In a vacuum, the stuff that works, really works. The future Thawne stuff has long been the most compelling element of the season, and that plays beautifully in the episode’s opening minutes. Capital punishment is, let’s face it, fucked up, and the fact that it hasn’t been eliminated even 30 years in the future is a little upsetting. But leaning into it with a sadistic guard “teasing” a prisoner with the means of their execution is a pretty special brand of dick. And in the moment, the idea that they’re actually using Thawne’s negative speed force to kill him is interesting enough, even though the minute you stop to think about it you have to wonder what the actual logic is. And then all of that is blown straight to hell by episode’s end, with a “look how clever this is” plan of using the negative speed force to charge Cicada’s dagger…which Thawne has been wearing this entire time under his vest as a way to dampen his powers. In other words, destroying the dagger in the past would free Thawne in the future. Or something.
Yeah. Nah.
This season has consisted of the team unable to confront Cicada(s) at every turn because of “reasons” and each confrontation since the second half of the season has begun to feel more and more like an overpowered video game boss fight.
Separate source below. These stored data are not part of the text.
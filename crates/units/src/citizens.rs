//! Citizens and their in-world instances.
//!
//! Units refer to citizens by id; instances refer to them too while the
//! citizen is walking or driving around. A created citizen that neither
//! points at is unreachable and gets reclaimed after a rebuild.

use bevy::prelude::*;

use crate::slab::{SlabArray, Slot};

pub const CITIZEN_CREATED: u16 = 0b0000_0001;

pub const INSTANCE_CREATED: u16 = 0b0000_0001;

#[derive(Debug, Clone, Copy, Default, PartialEq, Eq)]
pub struct Citizen {
    pub flags: u16,
    pub home_building: u16,
    pub work_building: u16,
    pub visit_building: u16,
    pub vehicle: u16,
    pub instance: u16,
}

impl Slot for Citizen {
    fn is_unused(&self) -> bool {
        self.flags == 0
    }
}

#[derive(Debug, Clone, Copy, Default, PartialEq, Eq)]
pub struct CitizenInstance {
    pub flags: u16,
    pub citizen: u32,
}

impl Slot for CitizenInstance {
    fn is_unused(&self) -> bool {
        self.flags == 0
    }
}

#[derive(Resource, Debug, Clone)]
pub struct Citizens(pub SlabArray<Citizen>);

impl Citizens {
    pub fn new(capacity: u32) -> Self {
        Self(SlabArray::new(capacity))
    }

    /// Allocates a created citizen living in `home`.
    pub fn spawn(&mut self, home: u16) -> Option<u32> {
        let id = self.0.create()?;
        if let Some(citizen) = self.0.get_mut(id) {
            *citizen = Citizen {
                flags: CITIZEN_CREATED,
                home_building: home,
                ..Default::default()
            };
        }
        Some(id)
    }

    pub fn is_created(&self, id: u32) -> bool {
        self.0.get(id).is_some_and(|c| c.flags & CITIZEN_CREATED != 0)
    }
}

#[derive(Resource, Debug, Clone)]
pub struct CitizenInstances(pub SlabArray<CitizenInstance>);

impl CitizenInstances {
    pub fn new(capacity: u32) -> Self {
        Self(SlabArray::new(capacity))
    }

    pub fn spawn(&mut self, citizen: u32) -> Option<u32> {
        let id = self.0.create()?;
        if let Some(instance) = self.0.get_mut(id) {
            *instance = CitizenInstance {
                flags: INSTANCE_CREATED,
                citizen,
            };
        }
        Some(id)
    }

    /// Citizens currently represented in the world.
    pub fn referenced_citizens(&self) -> impl Iterator<Item = u32> + '_ {
        self.0
            .buffer()
            .iter()
            .filter(|i| i.flags & INSTANCE_CREATED != 0 && i.citizen != 0)
            .map(|i| i.citizen)
    }
}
The fact that Cicada’s plan consists entirely of incomprehensible gibberish like “supercharging” the atomizer using the dagger powered by dark matter makes it feel even more like someone just assembling various power ups. I’ve spent enough time in these reviews complaining about what a tedious adversary Cicada has turned out to be, but all of that is highlighted to the ultimate degree in this episode, whether it’s her overacting “rampage” in Nora’s thoughts or the uninspiringly choreographed and filmed climactic fight inside CCPD (complete with perhaps the single worst fight scene this show has ever put on screen with Killer Frost and Cicada).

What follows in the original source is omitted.